All laws in Canada are the monarch's and the sovereign is one of the three components of the Parliament of Canada—formally called the King-in-Parliament—but, the monarch and viceroy do not participate in the legislative process, save for royal consent, typically expressed by a minister of the Crown, and royal assent, which is necessary for a bill to be enacted as law. Either figure or a delegate may perform this task and the constitution allows the viceroy the option of deferring assent to the sovereign.

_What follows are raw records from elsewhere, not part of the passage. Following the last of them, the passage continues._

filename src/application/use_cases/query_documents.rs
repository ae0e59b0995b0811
use std::sync::Arc;
use std::time::Instant;

use crate::application::errors::RagResult;
use crate::application::services::RagService;
use crate::domain::entities::RagAnswer;

#[derive(Debug, Clone)]
pub struct QueryDocumentsRequest {
    pub question: String,
    pub top_k: Option<usize>,
}

#[derive(Debug, Clone)]
pub struct QueryDocumentsResponse {
    pub answer: RagAnswer,
    pub query_time_ms: u64,
}

pub struct QueryDocumentsUseCase {
    rag_service: Arc<RagService>,
}

impl QueryDocumentsUseCase {
    pub fn new(rag_service: Arc<RagService>) -> Self {
        Self { rag_service }
    }

    pub async fn execute(&self, request: QueryDocumentsRequest) -> RagResult<QueryDocumentsResponse> {
        let start_time = Instant::now();

        let answer = self
            .rag_service
            .query(&request.question, request.top_k)
            .await?;

        Ok(QueryDocumentsResponse {
            answer,
            query_time_ms: start_time.elapsed().as_millis() as u64,
        })
    }
}
use async_trait::async_trait;
use pgvector::Vector;
use thiserror::Error;

#[derive(Debug, Error)]
pub enum EmbeddingProviderError {
    #[error("Network error: {0}")]
    NetworkError(String),
    #[error("API error: {0}")]
    ApiError(String),
    #[error("Invalid input: {0}")]
    InvalidInput(String),
    #[error("Service unavailable: {0}")]
    ServiceUnavailable(String),
}

#[derive(Debug, Clone)]
pub struct EmbeddingRequest {
    pub text: String,
    pub model_name: Option<String>,
}

#[derive(Debug, Clone)]
pub struct EmbeddingResponse {
    pub embedding: Vector,
    pub model_name: String,
}

#[derive(Debug, Clone)]
pub struct BatchEmbeddingRequest {
    pub texts: Vec<String>,
    pub model_name: Option<String>,
}

#[derive(Debug, Clone)]
pub struct BatchEmbeddingResponse {
    pub embeddings: Vec<Vector>,
    pub model_name: String,
}

#[async_trait]
pub trait EmbeddingProvider: Send + Sync {
    async fn generate_embedding(
        &self,
        request: EmbeddingRequest,
    ) -> Result<EmbeddingResponse, EmbeddingProviderError>;

    /// One vector per input text, in input order.
    async fn generate_embeddings(
        &self,
        request: BatchEmbeddingRequest,
    ) -> Result<BatchEmbeddingResponse, EmbeddingProviderError>;

    async fn health_check(&self) -> Result<bool, EmbeddingProviderError>;

    fn model_name(&self) -> &str;

    fn embedding_dimension(&self) -> usize;
}
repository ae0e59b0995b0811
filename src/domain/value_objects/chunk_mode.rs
use serde::{Deserialize, Serialize};

/// How extracted text is cut into retrievable chunks.
#[derive(Debug, Clone, Copy, PartialEq, Eq, Serialize, Deserialize)]
#[serde(tag = "mode", rename_all = "lowercase")]
pub enum ChunkMode {
    /// Fixed windows of `size` characters, each sharing `overlap` characters
    /// with the previous one.
    Chunked { size: usize, overlap: usize },
    /// The whole document as a single chunk.
    Full,
}

impl ChunkMode {
    pub fn chunked(size: usize, overlap: usize) -> Result<Self, String> {
        if size == 0 {
            return Err("Chunk size must be greater than zero".to_string());
        }
        if overlap >= size {
            return Err(format!(
                "Chunk overlap ({}) must be smaller than chunk size ({})",
                overlap, size
            ));
        }
        Ok(ChunkMode::Chunked { size, overlap })
    }

    /// Resolves a request flag (`chunked` or `full`) against the configured
    /// window. A missing flag means `chunked`.
    pub fn from_flag(flag: Option<&str>, size: usize, overlap: usize) -> Result<Self, String> {
        match flag.map(|f| f.trim().to_ascii_lowercase()).as_deref() {
            None | Some("") | Some("chunked") => Self::chunked(size, overlap),
            Some("full") => Ok(ChunkMode::Full),
            Some(other) => Err(format!(
                "Unknown chunk mode '{}', expected 'chunked' or 'full'",
                other
            )),
        }
    }

    pub fn name(&self) -> &'static str {
        match self {
            ChunkMode::Chunked { .. } => "chunked",
            ChunkMode::Full => "full",
        }
    }
}

impl std::fmt::Display for ChunkMode {
    fn fmt(&self, f: &mut std::fmt::Formatter<'_>) -> std::fmt::Result {
        f.write_str(self.name())
    }
}
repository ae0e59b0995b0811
use async_trait::async_trait;
use thiserror::Error;
use uuid::Uuid;

#[derive(Debug, Error)]
pub enum FileStorageError {
    #[error("File not found: {0}")]
    FileNotFound(String),
    #[error("IO error: {0}")]
    IoError(String),
    #[error("Invalid path: {0}")]
    InvalidPath(String),
}

#[derive(Debug, Clone)]
pub struct StoredFile {
    pub id: Uuid,
    pub path: String,
    pub size: u64,
}

#[async_trait]
pub trait FileStorage: Send + Sync {
    /// Stores the upload as `<file_id>.<extension>`.
    async fn store_file(
        &self,
        file_id: Uuid,
        extension: &str,
        data: &[u8],
    ) -> Result<StoredFile, FileStorageError>;

    async fn retrieve_file(&self, path: &str) -> Result<Vec<u8>, FileStorageError>;

    /// Returns `false` when there was nothing to delete.
    async fn delete_file(&self, path: &str) -> Result<bool, FileStorageError>;

    async fn file_exists(&self, path: &str) -> Result<bool, FileStorageError>;
}
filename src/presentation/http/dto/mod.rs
pub mod document_dto;
pub mod query_dto;
pub mod response_dto;

pub use document_dto::*;
pub use query_dto::*;
pub use response_dto::*;
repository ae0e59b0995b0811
pub mod http;
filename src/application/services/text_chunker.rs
use regex::Regex;
use std::iter::FusedIterator;
use std::sync::LazyLock;

use crate::domain::value_objects::ChunkMode;

static WHITESPACE_RUN: LazyLock<Regex> =
    LazyLock::new(|| Regex::new(r"\s+").expect("whitespace pattern is valid"));

/// Collapses every whitespace run to a single space and trims both ends.
pub fn normalize_whitespace(text: &str) -> String {
    WHITESPACE_RUN.replace_all(text.trim(), " ").into_owned()
}

/// One window of text. `start` counts characters, not bytes.
#[derive(Debug, Clone, Copy, PartialEq, Eq)]
pub struct TextChunk<'a> {
    pub index: usize,
    pub start: usize,
    pub text: &'a str,
}

/// Lazily walks `text` according to a [`ChunkMode`].
///
/// Windows are measured in characters. Each window after the first starts
/// `size - overlap` characters after the previous one, and iteration ends
/// with the first window that reaches the end of the text. The iterator is
/// `Clone`, so a copy taken before consumption replays the same chunks.
#[derive(Debug, Clone)]
pub struct TextChunks<'a> {
    text: &'a str,
    window: Option<(usize, usize)>,
    next_byte: Option<usize>,
    next_char: usize,
    index: usize,
}

impl<'a> TextChunks<'a> {
    pub fn new(text: &'a str, mode: ChunkMode) -> Self {
        let window = match mode {
            ChunkMode::Chunked { size, overlap } => Some((size, overlap)),
            ChunkMode::Full => None,
        };

        Self {
            text,
            window,
            next_byte: if text.is_empty() { None } else { Some(0) },
            next_char: 0,
            index: 0,
        }
    }

    /// A fresh iterator over the same text and mode.
    pub fn restart(&self) -> Self {
        Self {
            text: self.text,
            window: self.window,
            next_byte: if self.text.is_empty() { None } else { Some(0) },
            next_char: 0,
            index: 0,
        }
    }

    fn emit(&mut self, start: usize, end: usize) -> TextChunk<'a> {
        let chunk = TextChunk {
            index: self.index,
            start: self.next_char,
            text: &self.text[start..end],
        };
        self.index += 1;
        chunk
    }
}

impl<'a> Iterator for TextChunks<'a> {
    type Item = TextChunk<'a>;

    fn next(&mut self) -> Option<Self::Item> {
        let start = self.next_byte?;

        let Some((size, overlap)) = self.window else {
            self.next_byte = None;
            return Some(self.emit(start, self.text.len()));
        };

        let end = self.text[start..]
            .char_indices()
            .nth(size)
            .map_or(self.text.len(), |(offset, _)| start + offset);

        let chunk = self.emit(start, end);

        if end == self.text.len() {
            self.next_byte = None;
        } else {
            // The window is exactly `size` chars here, so stepping back
            // `overlap < size` chars always lands after `start`.
            let next = if overlap == 0 {
                end
            } else {
                self.text[start..end]
                    .char_indices()
                    .rev()
                    .nth(overlap - 1)
                    .map_or(start, |(offset, _)| start + offset)
            };
            self.next_byte = Some(next);
            self.next_char += size - overlap;
        }

        Some(chunk)
    }
}

impl FusedIterator for TextChunks<'_> {}

pub fn chunk_text(text: &str, mode: ChunkMode) -> TextChunks<'_> {
    TextChunks::new(text, mode)
}
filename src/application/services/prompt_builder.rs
use crate::domain::entities::ScoredChunk;

const INSTRUCTION: &str = "Answer the question using only the document content below. \
If the documents do not contain the relevant information, say that the answer \
cannot be found in the documents.";

const ANSWER_CUE: &str = "Answer based on the document content above:";

pub const EMPTY_ANSWER_FALLBACK: &str = "Sorry, no answer could be generated.";

/// Assembles the retrieval-augmented prompt: the fixed instruction, the
/// retrieved fragments in rank order, then the question.
pub fn build_prompt(question: &str, context: &[ScoredChunk]) -> String {
    let fragments = context
        .iter()
        .enumerate()
        .map(|(i, scored)| format!("[Document fragment {}]\n{}", i + 1, scored.chunk.chunk_text()))
        .collect::<Vec<_>>()
        .join("\n\n");

    format!(
        "{}\n\nDocument content:\n{}\n\nQuestion: {}\n\n{}",
        INSTRUCTION,
        fragments,
        question.trim(),
        ANSWER_CUE
    )
}
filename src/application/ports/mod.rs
pub mod document_extractor;
pub mod embedding_provider;
pub mod file_storage;
pub mod inference_client;

pub use document_extractor::DocumentExtractor;
pub use embedding_provider::EmbeddingProvider;
pub use file_storage::FileStorage;
pub use inference_client::InferenceClient;
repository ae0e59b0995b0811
pub mod dto;
pub mod handlers;
pub mod routes;
pub mod server;

pub use server::HttpServer;
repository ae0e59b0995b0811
pub mod in_memory_document_repository;
pub mod in_memory_vector_store;

pub use in_memory_document_repository::InMemoryDocumentRepository;
pub use in_memory_vector_store::InMemoryVectorStore;
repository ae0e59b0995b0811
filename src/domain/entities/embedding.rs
use chrono::{DateTime, Utc};
use pgvector::Vector;
use serde::{Deserialize, Serialize};

/// The vector computed for one chunk by the embedding provider.
#[derive(Debug, Clone, PartialEq, Serialize, Deserialize)]
pub struct Embedding {
    content_chunk_id: String,
    model_name: String,
    generated_at: DateTime<Utc>,
    embedding: Vector,
}

impl Embedding {
    pub fn new(content_chunk_id: String, model_name: String, embedding: Vector) -> Self {
        Self {
            content_chunk_id,
            model_name,
            generated_at: Utc::now(),
            embedding,
        }
    }

    pub fn content_chunk_id(&self) -> &str {
        &self.content_chunk_id
    }

    pub fn model_name(&self) -> &str {
        &self.model_name
    }

    pub fn generated_at(&self) -> DateTime<Utc> {
        self.generated_at
    }

    pub fn embedding(&self) -> &Vector {
        &self.embedding
    }

    pub fn dimension(&self) -> usize {
        self.embedding.as_slice().len()
    }

    pub fn belongs_to_chunk(&self, chunk_id: &str) -> bool {
        self.content_chunk_id == chunk_id
    }

    /// Cosine similarity against a raw query vector. Zero vectors and
    /// dimension mismatches score 0.
    pub fn cosine_similarity(&self, other: &[f32]) -> f32 {
        cosine_similarity(self.embedding.as_slice(), other)
    }
}

pub fn cosine_similarity(a: &[f32], b: &[f32]) -> f32 {
    if a.len() != b.len() {
        return 0.0;
    }

    let dot_product: f32 = a.iter().zip(b.iter()).map(|(x, y)| x * y).sum();
    let norm_a: f32 = a.iter().map(|x| x * x).sum::<f32>().sqrt();
    let norm_b: f32 = b.iter().map(|x| x * x).sum::<f32>().sqrt();

    if norm_a == 0.0 || norm_b == 0.0 {
        return 0.0;
    }

    dot_product / (norm_a * norm_b)
}

#[cfg(test)]
mod tests {
    use super::*;

    #[test]
    fn test_embedding_creation() {
        let embedding = Embedding::new(
            "doc_chunk_0".to_string(),
            "all-minilm".to_string(),
            Vector::from(vec![0.1, 0.2, 0.3]),
        );

        assert_eq!(embedding.content_chunk_id(), "doc_chunk_0");
        assert_eq!(embedding.model_name(), "all-minilm");
        assert_eq!(embedding.dimension(), 3);
        assert!(embedding.belongs_to_chunk("doc_chunk_0"));
    }

    #[test]
    fn test_cosine_similarity() {
        let embedding = Embedding::new(
            "c".to_string(),
            "m".to_string(),
            Vector::from(vec![1.0, 0.0, 0.0]),
        );

        assert!((embedding.cosine_similarity(&[1.0, 0.0, 0.0]) - 1.0).abs() < 1e-6);
        assert!(embedding.cosine_similarity(&[0.0, 1.0, 0.0]).abs() < 1e-6);
        assert!((embedding.cosine_similarity(&[-2.0, 0.0, 0.0]) + 1.0).abs() < 1e-6);
        assert_eq!(embedding.cosine_similarity(&[0.0, 0.0, 0.0]), 0.0);
        assert_eq!(embedding.cosine_similarity(&[1.0, 0.0]), 0.0);
    }
}
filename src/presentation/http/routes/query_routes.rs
use axum::{Router, routing::post};
use std::sync::Arc;

use crate::presentation::http::handlers::QueryHandler;

pub fn query_routes(query_handler: Arc<QueryHandler>) -> Router {
    Router::new()
        .route("/api/query", post(QueryHandler::query))
        .with_state(query_handler)
}
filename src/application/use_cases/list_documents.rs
use std::sync::Arc;

use crate::application::errors::{RagError, RagResult};
use crate::application::services::RagService;
use crate::domain::entities::Document;

pub const MAX_PAGE_SIZE: i64 = 1000;

#[derive(Debug, Clone)]
pub struct ListDocumentsRequest {
    pub skip: i64,
    pub limit: i64,
}

#[derive(Debug, Clone)]
pub struct ListDocumentsResponse {
    pub documents: Vec<Document>,
    pub total_count: i64,
    pub skip: i64,
    pub limit: i64,
}

pub struct ListDocumentsUseCase {
    rag_service: Arc<RagService>,
}

impl ListDocumentsUseCase {
    pub fn new(rag_service: Arc<RagService>) -> Self {
        Self { rag_service }
    }

    pub async fn execute(&self, request: ListDocumentsRequest) -> RagResult<ListDocumentsResponse> {
        if request.skip < 0 {
            return Err(RagError::InvalidRequest("Skip cannot be negative".to_string()));
        }

        if request.limit <= 0 || request.limit > MAX_PAGE_SIZE {
            return Err(RagError::InvalidRequest(format!(
                "Limit must be between 1 and {}",
                MAX_PAGE_SIZE
            )));
        }

        let (documents, total_count) = self
            .rag_service
            .list_documents(request.skip, request.limit)
            .await?;

        Ok(ListDocumentsResponse {
            documents,
            total_count,
            skip: request.skip,
            limit: request.limit,
        })
    }
}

The governor general is further responsible for summoning the House of Commons, while either the viceroy or monarch can prorogue and dissolve the legislature, after which the governor general usually calls for a general election. This element of the royal prerogative is unaffected by legislation "fixing" election dates, as An Act to Amend the Canada Elections Act specifies that it does not curtail the Crown's powers. The new parliamentary session is marked by either the monarch, governor general, or some other representative reading the Speech from the Throne. Members of Parliament must recite the Oath of Allegiance before they may take their seat. Further, the official opposition is traditionally dubbed as His Majesty's Loyal Opposition, illustrating that, while its members are opposed to the incumbent government, they remain loyal to the sovereign (as personification of the state and its authority).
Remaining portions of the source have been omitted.